“Rotes Hessen” ade! The political mobilization activities of the SPD (German Social Democratic Party) in Kassel and Frankfurt am Main

The core issue of the present dissertation project is: How did the SPD change their political mobilization activities in the cities of Kassel and Frankfurt am Main throughout the 1980s and 1990s in the light of increasing social inequality and changing forms of political participation? Particularly in Kassel and Frankfurt, the manifold structural changes “after the boom” can be observed like in a magnifying glass. The economic changes led to the traditional working class increasingly facing the risks of unemployment and poverty. At the same time, even in Frankfurt, a city with a booming services industry, the tertiary sector hardly offered any future prospects to the traditional industrial workforce due to their lack of skills and the small number of available jobs that were also characterized by atypical employment relations. On the other hand, however, numerous citizens did benefit from the prospects created by the tertiary sector. This resulted in the establishment of different groups and their topics among the potential SPD voters. Further pursuing a traditional and growth-oriented economic policy, for instance, was increasingly conflicting with demands for ecologically sustainable politics.
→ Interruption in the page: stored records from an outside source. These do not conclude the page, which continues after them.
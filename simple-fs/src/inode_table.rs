//! # 索引节点管理层
//!
//! inode 表紧随超级块之后，每块容纳 [`INODES_PER_BLOCK`] 个 inode。
//! 一个块里有许多 inode，保存单个 inode 时必须先读出整块再写回。

use alloc::vec::Vec;

use block_dev::BlockDevice;

use crate::layout::{self, InodeBlock};
use crate::{BlockId, Error, Inode, Result, INODES_PER_BLOCK};

#[derive(Debug, Clone, Copy)]
pub struct InodeTable {
    /// inode 表占据块数
    blocks: u32,
}

impl InodeTable {
    #[inline]
    pub fn new(blocks: u32) -> Self {
        Self { blocks }
    }

    /// inode 总数
    #[inline]
    pub fn capacity(&self) -> u32 {
        self.blocks * INODES_PER_BLOCK as u32
    }

    /// 通过编号获取 inode 在磁盘上的位置：**块ID**以及**块内槽位**
    pub fn position(&self, inumber: u32) -> Result<(BlockId, usize)> {
        if inumber >= self.capacity() {
            return Err(Error::InvalidInode(inumber));
        }

        let per_block = INODES_PER_BLOCK as u32;
        Ok((
            BlockId::new(inumber / per_block + 1),
            (inumber % per_block) as usize,
        ))
    }

    /// 读出 inode，不论其是否有效
    pub fn load(&self, dev: &dyn BlockDevice, inumber: u32) -> Result<Inode> {
        let (block_id, slot) = self.position(inumber)?;
        let block: InodeBlock = layout::load(dev, block_id)?;
        Ok(block.inodes[slot])
    }

    pub fn save(&self, dev: &dyn BlockDevice, inumber: u32, inode: &Inode) -> Result<()> {
        let (block_id, slot) = self.position(inumber)?;
        let mut block: InodeBlock = layout::load(dev, block_id)?;
        block.inodes[slot] = *inode;
        layout::store(dev, block_id, &block)
    }

    /// 按编号升序寻找第一个未使用的 inode
    pub fn find_free(&self, dev: &dyn BlockDevice) -> Result<Option<u32>> {
        for (index, block_id) in self.block_ids().enumerate() {
            let block: InodeBlock = layout::load(dev, block_id)?;
            if let Some(slot) = block.inodes.iter().position(|inode| !inode.valid) {
                return Ok(Some((index * INODES_PER_BLOCK + slot) as u32));
            }
        }

        Ok(None)
    }

    /// 全部有效的 inode 及其编号
    pub fn valid_inodes(&self, dev: &dyn BlockDevice) -> Result<Vec<(u32, Inode)>> {
        let mut inodes = Vec::new();
        for (index, block_id) in self.block_ids().enumerate() {
            let block: InodeBlock = layout::load(dev, block_id)?;
            inodes.extend(
                block
                    .inodes
                    .iter()
                    .enumerate()
                    .filter(|(_, inode)| inode.valid)
                    .map(|(slot, inode)| ((index * INODES_PER_BLOCK + slot) as u32, *inode)),
            );
        }

        Ok(inodes)
    }

    #[inline]
    fn block_ids(&self) -> impl Iterator<Item = BlockId> {
        (1..=self.blocks).map(BlockId::new)
    }
}
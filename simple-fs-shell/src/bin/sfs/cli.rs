use std::path::PathBuf;

use clap::{Parser, Subcommand};
use simple_fs::INODE_BLOCK_RATIO;

/// Inspect and edit simple-fs disk images
#[derive(Parser)]
#[command(version)]
pub struct Cli {
    /// Disk image file, created when missing
    pub image: PathBuf,

    /// Resize the image to this many blocks before running the command
    #[arg(long, short)]
    pub blocks: Option<u64>,

    #[command(subcommand)]
    pub command: Command,
}

#[derive(Subcommand)]
pub enum Command {
    /// Create a fresh filesystem on the image
    Format {
        /// Erase an existing filesystem
        #[arg(long, short)]
        force: bool,

        /// One inode block per this many blocks
        #[arg(long, default_value_t = INODE_BLOCK_RATIO)]
        inode_ratio: u32,
    },
    /// Print the superblock and every valid inode
    Debug,
    /// Create an empty file and print its inode number
    Create,
    /// Delete a file and free its blocks
    Delete { inumber: u32 },
    /// Print the size of a file in bytes
    Getsize { inumber: u32 },
    /// Write the contents of a file to stdout
    Cat { inumber: u32 },
    /// Copy a host file into an existing, empty inode
    Copyin { file: PathBuf, inumber: u32 },
    /// Copy an inode out to a host file
    Copyout { inumber: u32, file: PathBuf },
}
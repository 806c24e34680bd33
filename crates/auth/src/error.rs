//! Error taxonomy for the credential lifecycle.

use thiserror::Error;

use crate::store::StoreError;

/// Errors surfaced by the authorization flows and the credential manager.
///
/// Results of credential acquisition are fanned out to every concurrent
/// caller through a shared future, so this type is `Clone` and carries
/// rendered messages instead of source errors.
#[derive(Debug, Clone, Error)]
pub enum AuthError {
    /// No usable credential and re-authentication was not permitted or
    /// did not succeed. The caller must obtain user interaction.
    #[error("user authentication required")]
    UserAuthenticationRequired,

    /// The credential holds no refresh token, so silent renewal is
    /// impossible. Detected before any network call.
    #[error("credential has no refresh token")]
    RefreshTokenUnavailable,

    /// The interactive web-authentication session could not be started or
    /// was abandoned before producing a callback.
    #[error("interactive login session failed: {0}")]
    SessionStartFailure(String),

    /// The callback URL returned by the login surface is missing required
    /// fields or is otherwise unusable.
    #[error("callback URL is unusable: {0}")]
    BadCallbackUrl(String),

    /// The identity URL does not end in the expected
    /// `/id/{org id}/{user id}` path segments.
    #[error("identity URL has no org/user path segments: {0}")]
    MalformedIdentityUrl(String),

    /// The token or revoke endpoint answered with a non-success status.
    #[error("token endpoint returned HTTP {status}: {message}")]
    EndpointFailure {
        /// HTTP status code returned by the endpoint.
        status: u16,
        /// Response body, as far as it could be read.
        message: String,
    },

    /// Transport-level failure (connection, TLS, malformed response body).
    #[error("network failure: {0}")]
    Network(String),

    /// The secure credential store failed underneath the manager.
    #[error("credential store failure: {0}")]
    Store(String),

    /// A URL could not be built or parsed.
    #[error("invalid URL: {0}")]
    BadUrl(String),
}

impl From<reqwest::Error> for AuthError {
    fn from(err: reqwest::Error) -> Self {
        Self::Network(err.to_string())
    }
}

impl From<StoreError> for AuthError {
    fn from(err: StoreError) -> Self {
        Self::Store(err.to_string())
    }
}

impl From<url::ParseError> for AuthError {
    fn from(err: url::ParseError) -> Self {
        Self::BadUrl(err.to_string())
    }
}
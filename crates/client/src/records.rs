//! Wire shapes for records and the REST envelope types around them.

use std::collections::HashMap;

use chrono::{DateTime, NaiveDate, TimeZone, Utc};
use serde::{Deserialize, Serialize};

/// One field value of a record.
///
/// Values stay as the provider typed them instead of flattening to strings.
/// Compound fields (addresses, lookups with nested attributes) arrive as
/// [`FieldValue::Object`].
#[derive(Debug, Clone, PartialEq, Serialize, Deserialize)]
#[serde(untagged)]
pub enum FieldValue {
    /// JSON boolean.
    Boolean(bool),
    /// JSON number. Integers are carried as `f64` like the wire does.
    Number(f64),
    /// JSON string, including dates and datetimes as the provider sends
    /// them.
    Text(String),
    /// JSON array.
    Array(Vec<FieldValue>),
    /// JSON object, such as a compound address field.
    Object(HashMap<String, FieldValue>),
    /// JSON null. Kept last so untagged decoding tries the typed variants
    /// first.
    Null,
}

impl FieldValue {
    /// The value as text, when it is text.
    #[must_use]
    pub fn as_text(&self) -> Option<&str> {
        match self {
            Self::Text(value) => Some(value),
            _ => None,
        }
    }

    /// The value as a number, when it is one.
    #[must_use]
    pub fn as_number(&self) -> Option<f64> {
        match self {
            Self::Number(value) => Some(*value),
            _ => None,
        }
    }

    /// The value as a boolean, when it is one.
    #[must_use]
    pub fn as_boolean(&self) -> Option<bool> {
        match self {
            Self::Boolean(value) => Some(*value),
            _ => None,
        }
    }

    /// Whether the provider sent an explicit null.
    #[must_use]
    pub fn is_null(&self) -> bool {
        matches!(self, Self::Null)
    }
}

impl From<serde_json::Value> for FieldValue {
    fn from(value: serde_json::Value) -> Self {
        match value {
            serde_json::Value::Null => Self::Null,
            serde_json::Value::Bool(value) => Self::Boolean(value),
            serde_json::Value::Number(value) => {
                Self::Number(value.as_f64().unwrap_or_default())
            }
            serde_json::Value::String(value) => Self::Text(value),
            serde_json::Value::Array(items) => {
                Self::Array(items.into_iter().map(Into::into).collect())
            }
            serde_json::Value::Object(entries) => Self::Object(
                entries
                    .into_iter()
                    .map(|(name, value)| (name, value.into()))
                    .collect(),
            ),
        }
    }
}

/// A generic record, when no concrete type is worth defining.
///
/// The wire shape puts record metadata under an `attributes` object and
/// every field beside it; decoding lifts `attributes` out so `fields` holds
/// only the record's own data.
#[derive(Debug, Clone, PartialEq)]
pub struct Record {
    /// The object type from `attributes.type`, such as `Account`.
    pub object_type: Option<String>,

    /// The record's server-relative URL from `attributes.url`.
    pub url: Option<String>,

    /// Field name to value, `attributes` excluded.
    pub fields: HashMap<String, FieldValue>,
}

impl Record {
    /// The raw value of `name`, if present.
    #[must_use]
    pub fn value(&self, name: &str) -> Option<&FieldValue> {
        self.fields.get(name)
    }

    /// The text value of `name`.
    #[must_use]
    pub fn string(&self, name: &str) -> Option<&str> {
        self.value(name).and_then(FieldValue::as_text)
    }

    /// The numeric value of `name`.
    #[must_use]
    pub fn double(&self, name: &str) -> Option<f64> {
        self.value(name).and_then(FieldValue::as_number)
    }

    /// The numeric value of `name`, truncated to an integer.
    #[must_use]
    pub fn int(&self, name: &str) -> Option<i64> {
        self.double(name).filter(|n| n.is_finite()).map(|n| n as i64)
    }

    /// The boolean value of `name`.
    #[must_use]
    pub fn boolean(&self, name: &str) -> Option<bool> {
        self.value(name).and_then(FieldValue::as_boolean)
    }

    /// The value of `name` parsed as a provider date or datetime.
    #[must_use]
    pub fn date(&self, name: &str) -> Option<DateTime<Utc>> {
        self.string(name).and_then(parse_salesforce_datetime)
    }

    /// The record id, when the query selected `Id`.
    #[must_use]
    pub fn id(&self) -> Option<&str> {
        self.string("Id")
    }
}

impl<'de> Deserialize<'de> for Record {
    fn deserialize<D>(deserializer: D) -> Result<Self, D::Error>
    where
        D: serde::Deserializer<'de>,
    {
        let mut entries = serde_json::Map::deserialize(deserializer)?;
        let (object_type, url) = match entries.remove("attributes") {
            Some(serde_json::Value::Object(attributes)) => (
                attributes
                    .get("type")
                    .and_then(serde_json::Value::as_str)
                    .map(str::to_string),
                attributes
                    .get("url")
                    .and_then(serde_json::Value::as_str)
                    .map(str::to_string),
            ),
            _ => (None, None),
        };
        let fields = entries
            .into_iter()
            .map(|(name, value)| (name, FieldValue::from(value)))
            .collect();
        Ok(Self { object_type, url, fields })
    }
}

/// Parse the datetime formats the provider uses.
///
/// Datetimes come as RFC 3339 or with a colon-less offset
/// (`2015-08-21T10:00:00.000+0000`); date fields come bare (`2015-08-21`)
/// and map to midnight UTC.
#[must_use]
pub fn parse_salesforce_datetime(raw: &str) -> Option<DateTime<Utc>> {
    if let Ok(parsed) = DateTime::parse_from_rfc3339(raw) {
        return Some(parsed.with_timezone(&Utc));
    }
    if let Ok(parsed) = DateTime::parse_from_str(raw, "%Y-%m-%dT%H:%M:%S%.3f%z") {
        return Some(parsed.with_timezone(&Utc));
    }
    NaiveDate::parse_from_str(raw, "%Y-%m-%d")
        .ok()
        .and_then(|date| date.and_hms_opt(0, 0, 0))
        .map(|naive| Utc.from_utc_datetime(&naive))
}

/// Envelope of a SOQL query answer.
#[derive(Debug, Clone, Deserialize)]
#[serde(rename_all = "camelCase")]
pub struct QueryResult<T = Record> {
    /// Total matching records, beyond this batch.
    pub total_size: u32,

    /// Whether this batch completes the result set.
    pub done: bool,

    /// Server-relative URL of the next batch, when `done` is false.
    #[serde(default)]
    pub next_records_url: Option<String>,

    /// This batch's records.
    pub records: Vec<T>,
}

/// Envelope of a SOSL search answer.
#[derive(Debug, Clone, Deserialize)]
#[serde(rename_all = "camelCase")]
pub struct SearchResult<T = Record> {
    /// The matching records across objects.
    pub search_records: Vec<T>,
}

/// The authenticated user, from the identity URL.
#[derive(Debug, Clone, Deserialize)]
pub struct Identity {
    /// 18-character user id.
    pub user_id: String,

    /// 18-character organization id.
    #[serde(rename = "organization_id")]
    pub org_id: String,

    /// Login username.
    pub username: String,

    /// Display name, when set.
    #[serde(default)]
    pub display_name: Option<String>,

    /// Profile photo URLs, when set.
    #[serde(default)]
    pub photos: Option<Photos>,

    #[serde(default)]
    pub language: Option<String>,

    #[serde(default)]
    pub locale: Option<String>,
}

/// Profile photo URLs of an identity.
#[derive(Debug, Clone, Deserialize)]
pub struct Photos {
    #[serde(default)]
    pub picture: Option<String>,

    #[serde(default)]
    pub thumbnail: Option<String>,
}

/// One org limit, keyed by limit name in the limits answer.
#[derive(Debug, Clone, Copy, Deserialize)]
pub struct Limit {
    /// The allowance.
    #[serde(rename = "Max")]
    pub max: i64,

    /// What is left of the allowance.
    #[serde(rename = "Remaining")]
    pub remaining: i64,
}

/// Answer of a record insert.
#[derive(Debug, Clone, Deserialize)]
pub struct InsertResult {
    /// Id of the created record.
    pub id: String,

    /// Whether the insert went through.
    pub success: bool,

    /// Provider errors, normally empty on success.
    #[serde(default)]
    pub errors: Vec<serde_json::Value>,
}
//! Error taxonomy for the request pipeline.

use forcekit_auth::AuthError;
use serde::Deserialize;
use thiserror::Error;

/// Request pipeline errors.
///
/// Credential problems stay in their own [`AuthError`] shape and pass
/// through transparently. HTTP answers split into [`ClientError::Resource`]
/// when the body carries the provider's structured error array and
/// [`ClientError::Http`] when it does not.
#[derive(Debug, Error)]
pub enum ClientError {
    /// Credential acquisition or persistence failed.
    #[error(transparent)]
    Auth(#[from] AuthError),

    /// The provider rejected the request with a structured error body.
    #[error("request rejected: {code} (HTTP {status}): {message}")]
    Resource {
        /// HTTP status of the rejection.
        status: u16,
        /// Provider error code, such as `REQUIRED_FIELD_MISSING`.
        code: String,
        /// Human-readable description from the provider.
        message: String,
        /// Record fields the error refers to, when any.
        fields: Vec<String>,
    },

    /// Non-2xx answer without a decodable error body.
    #[error("request failed with HTTP {status}")]
    Http {
        /// HTTP status of the answer.
        status: u16,
    },

    /// A payload could not be decoded into the requested shape.
    #[error("payload decoding failed: {0}")]
    Decoding(String),

    /// The request never produced an HTTP answer.
    #[error("network failure: {0}")]
    Network(String),

    /// A request URL could not be built.
    #[error("invalid URL: {0}")]
    BadUrl(String),
}

impl From<reqwest::Error> for ClientError {
    fn from(err: reqwest::Error) -> Self {
        Self::Network(err.to_string())
    }
}

impl From<url::ParseError> for ClientError {
    fn from(err: url::ParseError) -> Self {
        Self::BadUrl(err.to_string())
    }
}

/// One element of the provider's error array, as sent on the wire.
#[derive(Debug, Clone, Deserialize)]
pub struct SalesforceError {
    /// Human-readable description.
    pub message: String,

    /// Stable machine code.
    #[serde(rename = "errorCode")]
    pub error_code: String,

    /// Fields the error refers to. Often absent.
    #[serde(default)]
    pub fields: Vec<String>,
}

impl ClientError {
    /// Classify a non-2xx answer from its status and raw body.
    ///
    /// Bodies that decode as a non-empty provider error array become
    /// [`ClientError::Resource`] with the first element's details; anything
    /// else becomes [`ClientError::Http`].
    #[must_use]
    pub fn from_response(status: u16, body: &[u8]) -> Self {
        if let Ok(errors) = serde_json::from_slice::<Vec<SalesforceError>>(body) {
            if let Some(first) = errors.into_iter().next() {
                return Self::Resource {
                    status,
                    code: first.error_code,
                    message: first.message,
                    fields: first.fields,
                };
            }
        }
        Self::Http { status }
    }
}
//! Non-interactive token endpoints: refresh and revoke.

use std::time::Duration;

use reqwest::Client;
use serde::Deserialize;
use tracing::{debug, warn};
use url::Url;

use crate::config::ConnectedAppConfig;
use crate::credential::{datetime_from_unix_millis, Credential};
use crate::error::AuthError;

/// Token endpoint response body for a refresh grant.
///
/// The provider sends `issued_at` as a string of unix epoch milliseconds and
/// never returns a refresh token on refresh.
#[derive(Debug, Deserialize)]
struct RefreshResponse {
    access_token: String,
    instance_url: String,
    id: String,
    issued_at: Option<String>,
}

/// Client for the provider's token and revocation endpoints.
#[derive(Debug, Clone)]
pub struct TokenFlow {
    config: ConnectedAppConfig,
    http: Client,
}

impl TokenFlow {
    /// Build a flow with a default HTTP client (30s timeout).
    #[must_use]
    pub fn new(config: ConnectedAppConfig) -> Self {
        let http = Client::builder()
            .timeout(Duration::from_secs(30))
            .build()
            .unwrap_or_else(|_| Client::new());
        Self { config, http }
    }

    /// Build a flow around an existing HTTP client.
    #[must_use]
    pub fn with_client(config: ConnectedAppConfig, http: Client) -> Self {
        Self { config, http }
    }

    /// Exchange `credential`'s refresh token for a fresh access token.
    ///
    /// Fails fast with [`AuthError::RefreshTokenUnavailable`] when the
    /// credential carries no refresh token, without a network call. A non-2xx
    /// endpoint answer maps to [`AuthError::EndpointFailure`].
    pub async fn refresh(&self, credential: &Credential) -> Result<Credential, AuthError> {
        let refresh_token = credential
            .refresh_token
            .as_deref()
            .filter(|token| !token.is_empty())
            .ok_or(AuthError::RefreshTokenUnavailable)?;

        let token_url = self.config.token_url()?;
        debug!(url = %token_url, "refreshing access token");

        let form = [
            ("grant_type", "refresh_token"),
            ("client_id", self.config.consumer_key.as_str()),
            ("refresh_token", refresh_token),
            ("format", "json"),
        ];
        let response = self.http.post(token_url).form(&form).send().await?;

        let status = response.status();
        if !status.is_success() {
            let message = response.text().await.unwrap_or_default();
            warn!(status = status.as_u16(), "token endpoint rejected refresh");
            return Err(AuthError::EndpointFailure { status: status.as_u16(), message });
        }

        let body: RefreshResponse = response
            .json()
            .await
            .map_err(|e| AuthError::Network(format!("refresh response unreadable: {e}")))?;

        let instance_url = Url::parse(&body.instance_url)
            .map_err(|e| AuthError::BadUrl(e.to_string()))?;
        let identity_url =
            Url::parse(&body.id).map_err(|e| AuthError::BadUrl(e.to_string()))?;
        let issued_at = body
            .issued_at
            .and_then(|millis| millis.parse::<i64>().ok())
            .and_then(datetime_from_unix_millis);

        // The provider omits the refresh token on refresh; carry the input
        // one over so the next refresh still works.
        Ok(Credential::new(
            body.access_token,
            instance_url,
            identity_url,
            credential.refresh_token.clone(),
            issued_at,
        ))
    }

    /// Invalidate `token` at the provider's revocation endpoint.
    ///
    /// Either token kind can be revoked; revoking the refresh token also
    /// invalidates access tokens derived from it.
    pub async fn revoke_token(&self, token: &str) -> Result<(), AuthError> {
        let revoke_url = self.config.revoke_url()?;
        debug!(url = %revoke_url, "revoking token");

        let form = [("token", token)];
        let response = self.http.post(revoke_url).form(&form).send().await?;

        let status = response.status();
        if !status.is_success() {
            let message = response.text().await.unwrap_or_default();
            return Err(AuthError::EndpointFailure { status: status.as_u16(), message });
        }

        Ok(())
    }
}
Thus, the SPD in the cities of Kassel and Frankfurt was more and more faced with the challenge of managing a programmatic balancing act, in order to politically integrate the different potential groups of voters. This was one of the reasons of the traditional working class feeling less and less represented by “their party”, which subsequently motivated them to stop political participation or turn towards populist alternatives. The aim is thus to study how the specific connections between increasing social inequality and loss of political participation in the specified local contexts are to be interpreted, and how the SPD reacted to that in terms of mobilization efforts.